[[ RECORDS FOR THE TASK open ]]

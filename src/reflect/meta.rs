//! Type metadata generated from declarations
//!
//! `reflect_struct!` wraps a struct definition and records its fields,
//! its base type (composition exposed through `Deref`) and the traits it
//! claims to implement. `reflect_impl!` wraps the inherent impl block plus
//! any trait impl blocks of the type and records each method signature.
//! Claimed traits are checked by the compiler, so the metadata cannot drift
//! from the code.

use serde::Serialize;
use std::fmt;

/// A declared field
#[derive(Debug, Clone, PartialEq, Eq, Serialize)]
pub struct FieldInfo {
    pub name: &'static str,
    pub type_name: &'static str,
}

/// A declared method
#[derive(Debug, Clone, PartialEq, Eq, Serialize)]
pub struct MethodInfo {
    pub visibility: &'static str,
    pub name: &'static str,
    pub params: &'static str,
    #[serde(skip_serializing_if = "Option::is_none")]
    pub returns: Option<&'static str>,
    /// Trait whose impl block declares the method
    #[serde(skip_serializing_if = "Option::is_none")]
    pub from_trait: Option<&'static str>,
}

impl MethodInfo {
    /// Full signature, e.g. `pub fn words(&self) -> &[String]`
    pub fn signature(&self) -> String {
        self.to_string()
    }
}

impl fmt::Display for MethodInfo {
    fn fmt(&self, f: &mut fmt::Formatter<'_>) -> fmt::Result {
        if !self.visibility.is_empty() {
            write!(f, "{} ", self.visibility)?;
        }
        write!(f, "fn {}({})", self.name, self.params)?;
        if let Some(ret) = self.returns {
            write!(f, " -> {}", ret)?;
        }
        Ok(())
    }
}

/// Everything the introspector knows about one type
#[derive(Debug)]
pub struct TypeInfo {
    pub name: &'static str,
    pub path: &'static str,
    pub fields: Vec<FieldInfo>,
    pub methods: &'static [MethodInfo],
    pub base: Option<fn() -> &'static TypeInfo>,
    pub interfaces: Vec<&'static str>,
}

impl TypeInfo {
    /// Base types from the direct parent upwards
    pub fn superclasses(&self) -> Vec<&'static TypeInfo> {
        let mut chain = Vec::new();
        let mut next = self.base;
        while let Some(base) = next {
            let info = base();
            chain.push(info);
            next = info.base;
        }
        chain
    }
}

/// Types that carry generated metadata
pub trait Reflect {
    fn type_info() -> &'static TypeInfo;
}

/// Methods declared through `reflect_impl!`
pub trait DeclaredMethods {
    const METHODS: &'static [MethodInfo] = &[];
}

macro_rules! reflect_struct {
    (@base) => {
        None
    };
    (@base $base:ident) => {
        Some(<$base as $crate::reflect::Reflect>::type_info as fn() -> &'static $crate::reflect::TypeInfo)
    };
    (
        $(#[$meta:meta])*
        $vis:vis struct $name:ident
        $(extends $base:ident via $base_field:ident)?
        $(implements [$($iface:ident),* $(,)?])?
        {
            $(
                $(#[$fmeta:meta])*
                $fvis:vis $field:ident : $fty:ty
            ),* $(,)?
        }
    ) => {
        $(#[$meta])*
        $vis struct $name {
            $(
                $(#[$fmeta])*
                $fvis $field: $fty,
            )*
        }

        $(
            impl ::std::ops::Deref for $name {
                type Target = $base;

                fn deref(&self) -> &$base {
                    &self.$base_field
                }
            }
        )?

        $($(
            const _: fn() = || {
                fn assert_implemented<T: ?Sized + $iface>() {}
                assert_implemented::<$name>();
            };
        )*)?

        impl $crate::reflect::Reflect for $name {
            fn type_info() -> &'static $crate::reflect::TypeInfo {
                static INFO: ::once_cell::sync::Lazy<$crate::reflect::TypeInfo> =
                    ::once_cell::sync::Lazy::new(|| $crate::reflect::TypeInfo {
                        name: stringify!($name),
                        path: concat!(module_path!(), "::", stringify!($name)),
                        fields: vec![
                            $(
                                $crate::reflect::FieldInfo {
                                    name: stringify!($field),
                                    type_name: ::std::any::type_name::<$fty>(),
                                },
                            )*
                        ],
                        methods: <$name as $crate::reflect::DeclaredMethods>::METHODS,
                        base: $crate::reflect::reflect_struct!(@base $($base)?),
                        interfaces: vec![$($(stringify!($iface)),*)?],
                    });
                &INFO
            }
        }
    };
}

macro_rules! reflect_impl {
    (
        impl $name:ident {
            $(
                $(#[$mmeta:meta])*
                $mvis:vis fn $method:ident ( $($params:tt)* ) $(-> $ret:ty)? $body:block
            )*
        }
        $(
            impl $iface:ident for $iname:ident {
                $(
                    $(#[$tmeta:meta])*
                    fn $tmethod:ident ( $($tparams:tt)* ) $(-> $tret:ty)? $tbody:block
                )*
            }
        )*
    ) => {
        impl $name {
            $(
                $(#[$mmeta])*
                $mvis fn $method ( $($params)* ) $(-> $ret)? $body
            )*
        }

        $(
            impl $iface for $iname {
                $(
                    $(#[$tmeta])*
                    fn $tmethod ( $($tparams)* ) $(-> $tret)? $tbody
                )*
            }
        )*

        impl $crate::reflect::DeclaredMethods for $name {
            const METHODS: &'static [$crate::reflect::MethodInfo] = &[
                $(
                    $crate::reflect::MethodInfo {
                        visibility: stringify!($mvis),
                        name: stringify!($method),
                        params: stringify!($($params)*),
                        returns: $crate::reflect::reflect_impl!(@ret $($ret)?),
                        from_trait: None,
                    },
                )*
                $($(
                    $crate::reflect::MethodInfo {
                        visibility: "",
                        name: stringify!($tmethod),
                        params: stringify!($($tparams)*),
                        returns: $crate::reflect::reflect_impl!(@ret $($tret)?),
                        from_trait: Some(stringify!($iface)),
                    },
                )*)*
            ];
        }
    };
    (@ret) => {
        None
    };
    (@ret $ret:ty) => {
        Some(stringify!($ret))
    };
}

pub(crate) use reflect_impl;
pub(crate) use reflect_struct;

[[ RECORDS FOR THE TASK closed ]]

■ EXERCISE AIM
Could you return the data above exactly as it stands?

■ FINAL ANSWER
filename src/reflect/meta.rs
//! Type metadata generated from declarations
//!
//! `reflect_struct!` wraps a struct definition and records its fields,
//! its base type (composition exposed through `Deref`) and the traits it
//! claims to implement. `reflect_impl!` wraps the inherent impl block plus
//! any trait impl blocks of the type and records each method signature.
//! Claimed traits are checked by the compiler, so the metadata cannot drift
//! from the code.

use serde::Serialize;
use std::fmt;

/// A declared field
#[derive(Debug, Clone, PartialEq, Eq, Serialize)]
pub struct FieldInfo {
    pub name: &'static str,
    pub type_name: &'static str,
}

/// A declared method
#[derive(Debug, Clone, PartialEq, Eq, Serialize)]
pub struct MethodInfo {
    pub visibility: &'static str,
    pub name: &'static str,
    pub params: &'static str,
    #[serde(skip_serializing_if = "Option::is_none")]
    pub returns: Option<&'static str>,
    /// Trait whose impl block declares the method
    #[serde(skip_serializing_if = "Option::is_none")]
    pub from_trait: Option<&'static str>,
}

impl MethodInfo {
    /// Full signature, e.g. `pub fn words(&self) -> &[String]`
    pub fn signature(&self) -> String {
        self.to_string()
    }
}

impl fmt::Display for MethodInfo {
    fn fmt(&self, f: &mut fmt::Formatter<'_>) -> fmt::Result {
        if !self.visibility.is_empty() {
            write!(f, "{} ", self.visibility)?;
        }
        write!(f, "fn {}({})", self.name, self.params)?;
        if let Some(ret) = self.returns {
            write!(f, " -> {}", ret)?;
        }
        Ok(())
    }
}

/// Everything the introspector knows about one type
#[derive(Debug)]
pub struct TypeInfo {
    pub name: &'static str,
    pub path: &'static str,
    pub fields: Vec<FieldInfo>,
    pub methods: &'static [MethodInfo],
    pub base: Option<fn() -> &'static TypeInfo>,
    pub interfaces: Vec<&'static str>,
}

impl TypeInfo {
    /// Base types from the direct parent upwards
    pub fn superclasses(&self) -> Vec<&'static TypeInfo> {
        let mut chain = Vec::new();
        let mut next = self.base;
        while let Some(base) = next {
            let info = base();
            chain.push(info);
            next = info.base;
        }
        chain
    }
}

/// Types that carry generated metadata
pub trait Reflect {
    fn type_info() -> &'static TypeInfo;
}

/// Methods declared through `reflect_impl!`
pub trait DeclaredMethods {
    const METHODS: &'static [MethodInfo] = &[];
}

macro_rules! reflect_struct {
    (@base) => {
        None
    };
    (@base $base:ident) => {
        Some(<$base as $crate::reflect::Reflect>::type_info as fn() -> &'static $crate::reflect::TypeInfo)
    };
    (
        $(#[$meta:meta])*
        $vis:vis struct $name:ident
        $(extends $base:ident via $base_field:ident)?
        $(implements [$($iface:ident),* $(,)?])?
        {
            $(
                $(#[$fmeta:meta])*
                $fvis:vis $field:ident : $fty:ty
            ),* $(,)?
        }
    ) => {
        $(#[$meta])*
        $vis struct $name {
            $(
                $(#[$fmeta])*
                $fvis $field: $fty,
            )*
        }

        $(
            impl ::std::ops::Deref for $name {
                type Target = $base;

                fn deref(&self) -> &$base {
                    &self.$base_field
                }
            }
        )?

        $($(
            const _: fn() = || {
                fn assert_implemented<T: ?Sized + $iface>() {}
                assert_implemented::<$name>();
            };
        )*)?

        impl $crate::reflect::Reflect for $name {
            fn type_info() -> &'static $crate::reflect::TypeInfo {
                static INFO: ::once_cell::sync::Lazy<$crate::reflect::TypeInfo> =
                    ::once_cell::sync::Lazy::new(|| $crate::reflect::TypeInfo {
                        name: stringify!($name),
                        path: concat!(module_path!(), "::", stringify!($name)),
                        fields: vec![
                            $(
                                $crate::reflect::FieldInfo {
                                    name: stringify!($field),
                                    type_name: ::std::any::type_name::<$fty>(),
                                },
                            )*
                        ],
                        methods: <$name as $crate::reflect::DeclaredMethods>::METHODS,
                        base: $crate::reflect::reflect_struct!(@base $($base)?),
                        interfaces: vec![$($(stringify!($iface)),*)?],
                    });
                &INFO
            }
        }
    };
}

macro_rules! reflect_impl {
    (
        impl $name:ident {
            $(
                $(#[$mmeta:meta])*
                $mvis:vis fn $method:ident ( $($params:tt)* ) $(-> $ret:ty)? $body:block
            )*
        }
        $(
            impl $iface:ident for $iname:ident {
                $(
                    $(#[$tmeta:meta])*
                    fn $tmethod:ident ( $($tparams:tt)* ) $(-> $tret:ty)? $tbody:block
                )*
            }
        )*
    ) => {
        impl $name {
            $(
                $(#[$mmeta])*
                $mvis fn $method ( $($params)* ) $(-> $ret)? $body
            )*
        }

        $(
            impl $iface for $iname {
                $(
                    $(#[$tmeta])*
                    fn $tmethod ( $($tparams)* ) $(-> $tret)? $tbody
                )*
            }
        )*

        impl $crate::reflect::DeclaredMethods for $name {
            const METHODS: &'static [$crate::reflect::MethodInfo] = &[
                $(
                    $crate::reflect::MethodInfo {
                        visibility: stringify!($mvis),
                        name: stringify!($method),
                        params: stringify!($($params)*),
                        returns: $crate::reflect::reflect_impl!(@ret $($ret)?),
                        from_trait: None,
                    },
                )*
                $($(
                    $crate::reflect::MethodInfo {
                        visibility: "",
                        name: stringify!($tmethod),
                        params: stringify!($($tparams)*),
                        returns: $crate::reflect::reflect_impl!(@ret $($tret)?),
                        from_trait: Some(stringify!($iface)),
                    },
                )*)*
            ];
        }
    };
    (@ret) => {
        None
    };
    (@ret $ret:ty) => {
        Some(stringify!($ret))
    };
}

pub(crate) use reflect_impl;
pub(crate) use reflect_struct;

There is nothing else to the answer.